Media Buys through Retargeting – Do They Work?

Media buys can be a very effective means of driving traffic to your website and spreading your brand to new corners of your niche online. But how do you use them effectively while eliminating wasted spend and page views? One method that has become increasingly effective and profitable is retargeting.

The idea is very simple. When someone lands on your website, a cookie is put on their machine. You can then choose which sites your ads will be placed on and present banners and animations that entice them to return and finish their purchase order or read more about your products or services.

How Retargeting Works for Affiliates

Paid advertising for affiliates is a mixed bag most of the time. It can work when done properly, but more often than not it is done improperly and the effects are not good. The problem is that affiliates either lack the brand awareness of a larger company that uses these techniques or they don’t take advantage of the brand they have.

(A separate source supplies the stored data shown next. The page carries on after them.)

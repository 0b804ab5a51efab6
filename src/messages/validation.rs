/*
    Copyright © 2023, ParallelChain Lab
    Licensed under the Apache License, Version 2.0: http://www.apache.org/licenses/LICENSE-2.0
*/

//! Structural checks on inbound envelopes and decoded payloads.
//!
//! Validation never looks at lock state. It only rejects messages that no well-behaved client
//! could have sent, so that the [replicator](crate::replication::Replicator) can drop them before
//! they touch the lock table.

use std::fmt::{self, Display, Formatter};

use super::{LockPayload, Message, MessageKind, NodeOperation, NodeOperationKind, WirePreview};
use crate::types::{LockState, UserId};

/// Check the envelope fields of `message`.
pub fn validate_message(message: &Message) -> Result<(), ValidationError> {
    if message.document_id.is_nil() {
        return Err(ValidationError::NilDocumentId);
    }
    if message.subgraph_id.is_nil() {
        return Err(ValidationError::NilSubgraphId);
    }
    if message.sender.is_empty() {
        return Err(ValidationError::EmptySender);
    }
    if !is_positive(message.timestamp.secs()) {
        return Err(ValidationError::InvalidTimestamp);
    }
    if message.kind.requires_payload() && message.payload.is_empty() {
        return Err(ValidationError::MissingPayload(message.kind));
    }
    Ok(())
}

/// Check the fields of a decoded wire preview.
pub fn validate_wire_preview(preview: &WirePreview) -> Result<(), ValidationError> {
    if preview.element.is_nil() {
        return Err(ValidationError::NilElementId);
    }
    if preview.pin_name.is_empty() {
        return Err(ValidationError::EmptyPinName);
    }
    if preview.sender.is_empty() {
        return Err(ValidationError::EmptySender);
    }
    if !is_positive(preview.timestamp.secs()) {
        return Err(ValidationError::InvalidTimestamp);
    }
    Ok(())
}

/// Check the fields of a decoded node operation, including the fields its kind requires.
pub fn validate_node_operation(operation: &NodeOperation) -> Result<(), ValidationError> {
    if operation.element.is_nil() {
        return Err(ValidationError::NilElementId);
    }
    if operation.sender.is_empty() {
        return Err(ValidationError::EmptySender);
    }
    match operation.operation {
        NodeOperationKind::Add if operation.class_name.is_empty() => {
            Err(ValidationError::MissingClassName)
        }
        NodeOperationKind::PinConnect | NodeOperationKind::PinDisconnect => {
            match operation.target_element {
                None => Err(ValidationError::MissingTargetElement),
                Some(target) if target.is_nil() => Err(ValidationError::MissingTargetElement),
                Some(_) if operation.pin_name.is_empty() => Err(ValidationError::EmptyPinName),
                Some(_) => Ok(()),
            }
        }
        NodeOperationKind::PropertyChange if operation.properties.is_empty() => {
            Err(ValidationError::MissingProperties)
        }
        _ => Ok(()),
    }
}

/// Check the fields of a decoded lock payload carried by a message from `sender`.
///
/// A client may only announce its own locks and releases, so the payload's owner must be the
/// envelope's sender.
pub fn validate_lock_payload(payload: &LockPayload, sender: &UserId) -> Result<(), ValidationError> {
    if payload.element.is_nil() {
        return Err(ValidationError::NilElementId);
    }
    if payload.owner.is_empty() {
        return Err(ValidationError::EmptyOwner);
    }
    if payload.owner != *sender {
        return Err(ValidationError::OwnerMismatch {
            owner: payload.owner.clone(),
            sender: sender.clone(),
        });
    }
    match payload.state {
        LockState::Locked | LockState::Pending => {
            if !payload.lease_start.is_finite()
                || !payload.lease_expiry.is_finite()
                || payload.lease_expiry <= payload.lease_start
            {
                Err(ValidationError::InvalidLease)
            } else {
                Ok(())
            }
        }
        LockState::Unlocked => Ok(()),
    }
}

fn is_positive(secs: f64) -> bool {
    secs.is_finite() && secs > 0.0
}

/// A rule that an inbound message or payload broke.
#[derive(Clone, Debug, PartialEq)]
pub enum ValidationError {
    NilDocumentId,
    NilSubgraphId,
    NilElementId,
    EmptySender,
    EmptyOwner,
    EmptyPinName,
    /// The timestamp is not a finite, positive number of seconds.
    InvalidTimestamp,
    MissingPayload(MessageKind),
    MissingClassName,
    MissingTargetElement,
    MissingProperties,
    /// A `Locked` or `Pending` payload whose lease does not end after it starts.
    InvalidLease,
    OwnerMismatch {
        owner: UserId,
        sender: UserId,
    },
}

impl Display for ValidationError {
    fn fmt(&self, f: &mut Formatter<'_>) -> fmt::Result {
        match self {
            ValidationError::NilDocumentId => f.write_str("nil document id"),
            ValidationError::NilSubgraphId => f.write_str("nil subgraph id"),
            ValidationError::NilElementId => f.write_str("nil element id"),
            ValidationError::EmptySender => f.write_str("empty sender id"),
            ValidationError::EmptyOwner => f.write_str("empty lock owner"),
            ValidationError::EmptyPinName => f.write_str("empty pin name"),
            ValidationError::InvalidTimestamp => f.write_str("timestamp is not positive"),
            ValidationError::MissingPayload(kind) => write!(f, "{} message without payload", kind),
            ValidationError::MissingClassName => f.write_str("add operation without class name"),
            ValidationError::MissingTargetElement => {
                f.write_str("pin operation without target element")
            }
            ValidationError::MissingProperties => {
                f.write_str("property change without property data")
            }
            ValidationError::InvalidLease => f.write_str("lease expiry is not after lease start"),
            ValidationError::OwnerMismatch { owner, sender } => write!(
                f,
                "lock payload owner {} does not match sender {}",
                owner, sender
            ),
        }
    }
}

impl std::error::Error for ValidationError {}

#[cfg(test)]
use crate::types::{DocumentId, ElementId, SubgraphId, Timestamp};

#[test]
fn envelope_rules_test() {
    let valid = Message {
        kind: MessageKind::LockRequest,
        document_id: DocumentId::random(),
        subgraph_id: SubgraphId::random(),
        sender: UserId::from("alice"),
        timestamp: Timestamp::from_secs(1.0),
        payload: vec![0],
    };
    assert_eq!(validate_message(&valid), Ok(()));

    let mut message = valid.clone();
    message.sender = UserId::from("");
    assert_eq!(validate_message(&message), Err(ValidationError::EmptySender));

    let mut message = valid.clone();
    message.document_id = DocumentId::nil();
    assert_eq!(validate_message(&message), Err(ValidationError::NilDocumentId));

    let mut message = valid.clone();
    message.timestamp = Timestamp::from_secs(0.0);
    assert_eq!(validate_message(&message), Err(ValidationError::InvalidTimestamp));

    let mut message = valid.clone();
    message.payload.clear();
    assert_eq!(
        validate_message(&message),
        Err(ValidationError::MissingPayload(MessageKind::LockRequest))
    );

    message.kind = MessageKind::Heartbeat;
    assert_eq!(validate_message(&message), Ok(()));
}

#[test]
fn node_operation_rules_test() {
    let alice = UserId::from("alice");
    let now = Timestamp::from_secs(1.0);

    let add = NodeOperation::new(NodeOperationKind::Add, ElementId::random(), alice.clone(), now);
    assert_eq!(
        validate_node_operation(&add),
        Err(ValidationError::MissingClassName)
    );

    let mut connect = NodeOperation::new(
        NodeOperationKind::PinConnect,
        ElementId::random(),
        alice.clone(),
        now,
    );
    assert_eq!(
        validate_node_operation(&connect),
        Err(ValidationError::MissingTargetElement)
    );
    connect.target_element = Some(ElementId::random());
    assert_eq!(
        validate_node_operation(&connect),
        Err(ValidationError::EmptyPinName)
    );
    connect.pin_name = "Then 0".to_string();
    assert_eq!(validate_node_operation(&connect), Ok(()));

    let moved = NodeOperation::new(NodeOperationKind::Move, ElementId::random(), alice, now);
    assert_eq!(validate_node_operation(&moved), Ok(()));
}

#[test]
fn lock_payload_rules_test() {
    let alice = UserId::from("alice");
    let mut payload = LockPayload {
        element: ElementId::random(),
        state: LockState::Locked,
        owner: alice.clone(),
        lease_start: Timestamp::from_secs(10.0),
        lease_expiry: Timestamp::from_secs(40.0),
    };
    assert_eq!(validate_lock_payload(&payload, &alice), Ok(()));
    assert!(matches!(
        validate_lock_payload(&payload, &UserId::from("mallory")),
        Err(ValidationError::OwnerMismatch { .. })
    ));

    payload.lease_expiry = payload.lease_start;
    assert_eq!(
        validate_lock_payload(&payload, &alice),
        Err(ValidationError::InvalidLease)
    );

    payload.state = LockState::Pending;
    assert_eq!(
        validate_lock_payload(&payload, &alice),
        Err(ValidationError::InvalidLease)
    );

    payload.state = LockState::Unlocked;
    assert_eq!(validate_lock_payload(&payload, &alice), Ok(()));

    payload.state = LockState::Pending;
    payload.lease_expiry = Timestamp::from_secs(40.0);
    assert_eq!(validate_lock_payload(&payload, &alice), Ok(()));
}
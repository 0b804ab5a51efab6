/*
    Copyright © 2023, ParallelChain Lab
    Licensed under the Apache License, Version 2.0: http://www.apache.org/licenses/LICENSE-2.0
*/

//! The local replica of lock ownership.
//!
//! Main type: [`LockCoordinator`].

use std::{
    collections::HashMap,
    fmt::{self, Display, Formatter},
    time::Duration,
};

use super::pending::PendingQueue;
use crate::types::{ElementId, LockRecord, LockState, PendingRequest, Timestamp, UserId};

/// Lease-based lock table for every element of one document, as seen by one client.
///
/// # Usage
///
/// The coordinator never reads a clock and never sends messages. Every method that depends on time
/// takes the current time as `now`, and every change of ownership is appended to an internal list
/// of [`LockStateChange`]s that the caller drains with [`take_changes`](Self::take_changes) after each
/// call, in order to notify observers and tell peers.
///
/// Methods come in three groups:
/// 1. **Local operations**: [`request_lock`](Self::request_lock),
///    [`release_lock`](Self::release_lock), and [`withdraw_request`](Self::withdraw_request).
/// 2. **Remote operations**: [`apply_remote_lock`](Self::apply_remote_lock),
///    [`apply_remote_request`](Self::apply_remote_request), and
///    [`apply_remote_release`](Self::apply_remote_release), which mirror the local operations for
///    events announced by peers.
/// 3. **Maintenance**: [`tick`](Self::tick), which must be called periodically, and the
///    administrative [`clear_all`](Self::clear_all), [`clear_for_user`](Self::clear_for_user), and
///    [`reset`](Self::reset).
///
/// # Expiry
///
/// A record whose lease ended before `now` is treated as absent by every query, even before
/// [`tick`](Self::tick) removes it. Removal by `tick` is an implicit release: observers are told the
/// element is unlocked and the head of its queue is promoted.
///
/// # Duplicate and reordered events
///
/// For every `(element, user)` pair the coordinator remembers the latest lock event that user
/// announced, timed by the user's own clock. A grant or queued request that starts before that
/// event is outdated and ignored, and so is a release that happened before it. A grant and a
/// release at the same instant are ordered release last. Marks are dropped by [`tick`](Self::tick)
/// once they are older than the longest lease seen and the user neither holds nor waits for the
/// element.
///
/// # Crossing grants
///
/// Two users can both be granted an element if each asks before hearing of the other. When an
/// announced grant meets a live local record of another owner, the grant with the earlier
/// `acquired_at` wins, ties going to the smaller [`UserId`]. The loser is moved to the head of the
/// queue, so every client ends up with the same owner and the loser is served next.
#[derive(Default)]
pub struct LockCoordinator {
    locks: HashMap<ElementId, LockRecord>,
    pending: HashMap<ElementId, PendingQueue>,
    marks: HashMap<(ElementId, UserId), RemoteMark>,
    longest_lease: Duration,
    changes: Vec<LockStateChange>,
}
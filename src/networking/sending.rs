//! Functions and types for sending messages through the [`Transport`].

use super::transport::{Destination, Transport};
use crate::{messages::Message, types::UserId};

/// Handle for sending and broadcasting [`Message`]s through the [`Transport`].
#[derive(Clone)]
pub(crate) struct SenderHandle<T: Transport> {
    transport: T,
}

impl<T: Transport> SenderHandle<T> {
    pub(crate) fn new(transport: T) -> Self {
        Self { transport }
    }

    pub(crate) fn send(&mut self, peer: &UserId, message: Message) {
        self.transport.send(peer, message)
    }

    pub(crate) fn broadcast(&mut self, message: Message) {
        self.transport.broadcast(message)
    }

    pub(crate) fn deliver(&mut self, destination: &Destination, message: Message) {
        match destination {
            Destination::Session => self.broadcast(message),
            Destination::Peer(peer) => self.send(peer, message),
        }
    }
}
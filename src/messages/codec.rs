/*
    Copyright © 2023, ParallelChain Lab
    Licensed under the Apache License, Version 2.0: http://www.apache.org/licenses/LICENSE-2.0
*/

//! Hand-written, versioned encodings of [`Message`]s and their payloads.
//!
//! ## Binary layouts
//!
//! The envelope and the wire preview payload are serialized with Borsh through private "layout"
//! structs whose first field is a layout version byte. A decoder rejects any version it does not
//! know with [`CodecError::UnsupportedVersion`], so a layout can only be changed by bumping its
//! version constant.
//!
//! ## Key-value payloads
//!
//! Node operations and lock payloads are serialized as JSON objects carrying a `"v"` schema version
//! key next to the payload's own keys. Decoders ignore unknown keys and fill missing optional keys
//! with their defaults, so newer clients can add keys without breaking older ones.

use std::fmt::{self, Display, Formatter};

use borsh::{BorshDeserialize, BorshSerialize};
use serde::{Deserialize, Serialize};

use super::{
    LockPayload, Message, MessageKind, NodeOperation, Payload, Position, WirePreview,
};
use crate::types::{DocumentId, ElementId, SubgraphId, Timestamp, UserId};

/// Version of the binary envelope layout written by this crate.
pub const ENVELOPE_LAYOUT_VERSION: u8 = 1;

/// Version of the binary wire preview layout written by this crate.
pub const WIRE_PREVIEW_LAYOUT_VERSION: u8 = 1;

/// Schema version written into every key-value payload.
pub const KEY_VALUE_SCHEMA_VERSION: u32 = 1;

#[derive(BorshSerialize, BorshDeserialize)]
struct EnvelopeLayout {
    version: u8,
    kind: u8,
    document_id: [u8; 16],
    subgraph_id: [u8; 16],
    sender: String,
    timestamp: f64,
    payload: Vec<u8>,
}

#[derive(BorshSerialize, BorshDeserialize)]
struct WirePreviewLayout {
    version: u8,
    element: [u8; 16],
    pin_name: String,
    start_x: f32,
    start_y: f32,
    end_x: f32,
    end_y: f32,
    sender: String,
    timestamp: f64,
}

#[derive(Serialize)]
struct VersionedRef<'a, T> {
    v: u32,
    #[serde(flatten)]
    body: &'a T,
}

#[derive(Deserialize)]
struct Versioned<T> {
    #[serde(default)]
    #[allow(dead_code)]
    v: u32,
    #[serde(flatten)]
    body: T,
}

/// Serialize `message` into its binary envelope.
pub fn encode_message(message: &Message) -> Result<Vec<u8>, CodecError> {
    ensure_finite("timestamp", message.timestamp.secs())?;
    let layout = EnvelopeLayout {
        version: ENVELOPE_LAYOUT_VERSION,
        kind: message.kind.tag(),
        document_id: message.document_id.bytes(),
        subgraph_id: message.subgraph_id.bytes(),
        sender: message.sender.as_str().to_string(),
        timestamp: message.timestamp.secs(),
        payload: message.payload.clone(),
    };
    Ok(layout.try_to_vec()?)
}

/// Deserialize a [`Message`] from its binary envelope.
pub fn decode_message(bytes: &[u8]) -> Result<Message, CodecError> {
    check_version(bytes, ENVELOPE_LAYOUT_VERSION)?;
    let layout = EnvelopeLayout::try_from_slice(bytes)?;
    let kind = MessageKind::from_tag(layout.kind).ok_or(CodecError::UnknownKind(layout.kind))?;
    Ok(Message {
        kind,
        document_id: DocumentId::from_bytes(layout.document_id),
        subgraph_id: SubgraphId::from_bytes(layout.subgraph_id),
        sender: UserId::new(layout.sender),
        timestamp: Timestamp::from_secs(layout.timestamp),
        payload: layout.payload,
    })
}

/// Serialize a [`WirePreview`] into its fixed-field binary layout.
pub fn encode_wire_preview(preview: &WirePreview) -> Result<Vec<u8>, CodecError> {
    ensure_position_finite("start", preview.start)?;
    ensure_position_finite("end", preview.end)?;
    ensure_finite("timestamp", preview.timestamp.secs())?;
    let layout = WirePreviewLayout {
        version: WIRE_PREVIEW_LAYOUT_VERSION,
        element: preview.element.bytes(),
        pin_name: preview.pin_name.clone(),
        start_x: preview.start.x,
        start_y: preview.start.y,
        end_x: preview.end.x,
        end_y: preview.end.y,
        sender: preview.sender.as_str().to_string(),
        timestamp: preview.timestamp.secs(),
    };
    Ok(layout.try_to_vec()?)
}

/// Deserialize a [`WirePreview`] from its fixed-field binary layout.
pub fn decode_wire_preview(bytes: &[u8]) -> Result<WirePreview, CodecError> {
    check_version(bytes, WIRE_PREVIEW_LAYOUT_VERSION)?;
    let layout = WirePreviewLayout::try_from_slice(bytes)?;
    Ok(WirePreview {
        element: ElementId::from_bytes(layout.element),
        pin_name: layout.pin_name,
        start: Position::new(layout.start_x, layout.start_y),
        end: Position::new(layout.end_x, layout.end_y),
        sender: UserId::new(layout.sender),
        timestamp: Timestamp::from_secs(layout.timestamp),
    })
}

/// Serialize a [`NodeOperation`] into a key-value payload.
pub fn encode_node_operation(operation: &NodeOperation) -> Result<Vec<u8>, CodecError> {
    ensure_position_finite("position", operation.position)?;
    ensure_finite("timestamp", operation.timestamp.secs())?;
    encode_key_value(operation)
}

/// Deserialize a [`NodeOperation`] from a key-value payload.
pub fn decode_node_operation(bytes: &[u8]) -> Result<NodeOperation, CodecError> {
    decode_key_value(bytes)
}

/// Serialize a [`LockPayload`] into a key-value payload.
pub fn encode_lock_payload(payload: &LockPayload) -> Result<Vec<u8>, CodecError> {
    ensure_finite("leaseStart", payload.lease_start.secs())?;
    ensure_finite("leaseExpiry", payload.lease_expiry.secs())?;
    encode_key_value(payload)
}

/// Deserialize a [`LockPayload`] from a key-value payload.
pub fn decode_lock_payload(bytes: &[u8]) -> Result<LockPayload, CodecError> {
    decode_key_value(bytes)
}

/// Decode the payload of `message` according to its kind. The payload of a
/// [`Heartbeat`](MessageKind::Heartbeat) is ignored.
pub fn decode_payload(message: &Message) -> Result<Payload, CodecError> {
    match message.kind {
        MessageKind::WirePreview => Ok(Payload::WirePreview(decode_wire_preview(&message.payload)?)),
        MessageKind::NodeOperation => Ok(Payload::NodeOperation(decode_node_operation(
            &message.payload,
        )?)),
        MessageKind::LockRequest | MessageKind::LockRelease => {
            Ok(Payload::Lock(decode_lock_payload(&message.payload)?))
        }
        MessageKind::Heartbeat => Ok(Payload::Heartbeat),
    }
}

fn encode_key_value<T: Serialize>(body: &T) -> Result<Vec<u8>, CodecError> {
    Ok(serde_json::to_vec(&VersionedRef {
        v: KEY_VALUE_SCHEMA_VERSION,
        body,
    })?)
}

fn decode_key_value<T: for<'de> Deserialize<'de>>(bytes: &[u8]) -> Result<T, CodecError> {
    let versioned: Versioned<T> = serde_json::from_slice(bytes)?;
    Ok(versioned.body)
}

fn check_version(bytes: &[u8], expected: u8) -> Result<(), CodecError> {
    match bytes.first() {
        Some(version) if *version == expected => Ok(()),
        Some(version) => Err(CodecError::UnsupportedVersion(*version)),
        None => Err(CodecError::Empty),
    }
}

// Borsh refuses to serialize NaN by panicking, so non-finite values are rejected up front.
fn ensure_finite(field: &'static str, value: f64) -> Result<(), CodecError> {
    if value.is_finite() {
        Ok(())
    } else {
        Err(CodecError::NonFinite(field))
    }
}

fn ensure_position_finite(field: &'static str, position: Position) -> Result<(), CodecError> {
    if position.x.is_finite() && position.y.is_finite() {
        Ok(())
    } else {
        Err(CodecError::NonFinite(field))
    }
}

/// Reasons why a message or payload could not be encoded or decoded.
#[derive(Debug)]
pub enum CodecError {
    /// The bytes do not match the binary layout.
    Binary(std::io::Error),

    /// The bytes are not a well-formed key-value payload, or lack a required key.
    KeyValue(serde_json::Error),

    /// The binary layout version is not one this crate understands.
    UnsupportedVersion(u8),

    /// A float field is NaN or infinite.
    NonFinite(&'static str),

    /// The envelope's kind tag is not one of the known [`MessageKind`]s.
    UnknownKind(u8),

    /// There were no bytes to decode.
    Empty,
}

impl Display for CodecError {
    fn fmt(&self, f: &mut Formatter<'_>) -> fmt::Result {
        match self {
            CodecError::Binary(err) => write!(f, "malformed binary layout: {}", err),
            CodecError::KeyValue(err) => write!(f, "malformed key-value payload: {}", err),
            CodecError::UnsupportedVersion(version) => {
                write!(f, "unsupported layout version {}", version)
            }
            CodecError::NonFinite(field) => write!(f, "field `{}` is not finite", field),
            CodecError::UnknownKind(tag) => write!(f, "unknown message kind tag {}", tag),
            CodecError::Empty => f.write_str("empty input"),
        }
    }
}

impl std::error::Error for CodecError {
    fn source(&self) -> Option<&(dyn std::error::Error + 'static)> {
        match self {
            CodecError::Binary(err) => Some(err),
            CodecError::KeyValue(err) => Some(err),
            _ => None,
        }
    }
}

impl From<std::io::Error> for CodecError {
    fn from(value: std::io::Error) -> Self {
        CodecError::Binary(value)
    }
}

impl From<serde_json::Error> for CodecError {
    fn from(value: serde_json::Error) -> Self {
        CodecError::KeyValue(value)
    }
}

#[cfg(test)]
fn sample_preview() -> WirePreview {
    WirePreview {
        element: ElementId::random(),
        pin_name: "Exec".to_string(),
        start: Position::new(10.0, -4.5),
        end: Position::new(220.25, 80.0),
        sender: UserId::from("alice"),
        timestamp: Timestamp::from_secs(1_700_000_000.125),
    }
}

#[test]
fn envelope_rejects_unknown_layout_version_test() {
    let message = Message {
        kind: MessageKind::Heartbeat,
        document_id: DocumentId::random(),
        subgraph_id: SubgraphId::random(),
        sender: UserId::from("alice"),
        timestamp: Timestamp::from_secs(12.5),
        payload: Vec::new(),
    };
    let mut bytes = encode_message(&message).unwrap();
    assert_eq!(decode_message(&bytes).unwrap(), message);

    bytes[0] = ENVELOPE_LAYOUT_VERSION + 1;
    assert!(matches!(
        decode_message(&bytes),
        Err(CodecError::UnsupportedVersion(v)) if v == ENVELOPE_LAYOUT_VERSION + 1
    ));
    assert!(matches!(decode_message(&[]), Err(CodecError::Empty)));
}

#[test]
fn envelope_rejects_unknown_kind_and_truncation_test() {
    let message = Message {
        kind: MessageKind::LockRequest,
        document_id: DocumentId::random(),
        subgraph_id: SubgraphId::random(),
        sender: UserId::from("bob"),
        timestamp: Timestamp::from_secs(3.0),
        payload: vec![1, 2, 3],
    };
    let mut bytes = encode_message(&message).unwrap();
    let truncated = &bytes[..bytes.len() - 1];
    assert!(matches!(decode_message(truncated), Err(CodecError::Binary(_))));

    bytes[1] = 42;
    assert!(matches!(decode_message(&bytes), Err(CodecError::UnknownKind(42))));
}

#[test]
fn wire_preview_layout_test() {
    let preview = sample_preview();
    let bytes = encode_wire_preview(&preview).unwrap();
    assert_eq!(bytes[0], WIRE_PREVIEW_LAYOUT_VERSION);
    assert_eq!(decode_wire_preview(&bytes).unwrap(), preview);

    let mut bad = preview.clone();
    bad.end.x = f32::NAN;
    assert!(matches!(
        encode_wire_preview(&bad),
        Err(CodecError::NonFinite("end"))
    ));
}

#[test]
fn key_value_payloads_tolerate_unknown_and_missing_keys_test() {
    use super::NodeOperationKind;
    use crate::types::LockState;

    let element = ElementId::random();
    let json = format!(
        r#"{{"v":7,"operation":"Move","element":"{}","position":{{"x":1.5,"y":2.0}},"sender":"alice","timestamp":5.0,"addedInAFutureVersion":true}}"#,
        element
    );
    let operation = decode_node_operation(json.as_bytes()).unwrap();
    assert_eq!(operation.operation, NodeOperationKind::Move);
    assert_eq!(operation.element, element);
    assert_eq!(operation.position, Position::new(1.5, 2.0));
    assert_eq!(operation.target_element, None);
    assert!(operation.class_name.is_empty());

    let payload = LockPayload {
        element,
        state: LockState::Locked,
        owner: UserId::from("alice"),
        lease_start: Timestamp::from_secs(0.0),
        lease_expiry: Timestamp::from_secs(30.0),
    };
    let bytes = encode_lock_payload(&payload).unwrap();
    let text = std::str::from_utf8(&bytes).unwrap();
    assert!(text.contains("\"leaseExpiry\""));
    assert!(text.contains("\"v\":1"));
    assert_eq!(decode_lock_payload(&bytes).unwrap(), payload);

    assert!(matches!(
        decode_lock_payload(br#"{"state":"Locked"}"#),
        Err(CodecError::KeyValue(_))
    ));
}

Good retargeting requires three things:

1. A clear product, service, or idea to sell
2. A clear audience to target
3. A clear metric for success in conversion

So if you haven’t yet defined these three things, media buys in general – let alone retargeting – could be a wasted endeavor. You need to know what you are selling, how to define a potential customer when they land on one of those pages, and how to determine if the conversion is successful in the future.

For an affiliate, that most often means creating landing pages with free content that builds trust with your audience (and promotes products) and retargeting people who land on that page, spend more than 10 seconds there (i.e. don’t bounce) and don’t sign up. If someone takes the time to read your landing page (or a review you write for a product) and doesn’t convert, that is a great targeting option.

Where to Buy Media

The point of retargeting is that you go and find a prospect where they already are and show them your ads. But some locations are better than others. For example, impressions on a news or magazine site are often empty – meaning the prospect rarely actually sees the ad.

On the other hand, banners and ads placed on a blog or a forum where the user might see the ad many times and spend a large amount of time on that page reading a post or interacting with content, is much higher. At the same time, it seems more likely that they would see the ad and the “creepy” factor is decreased (at least marginally).

If you choose to use retargeting in addition to your traditional media buys, make sure you take the time to create a plan. Know exactly who you want to target and why you want to target them. Spending big money to retarget anyone who has been on your site is a waste if your site is authoritative and filled with articles – why retarget someone who was only looking for a quick answer? These questions can save you a lot of money.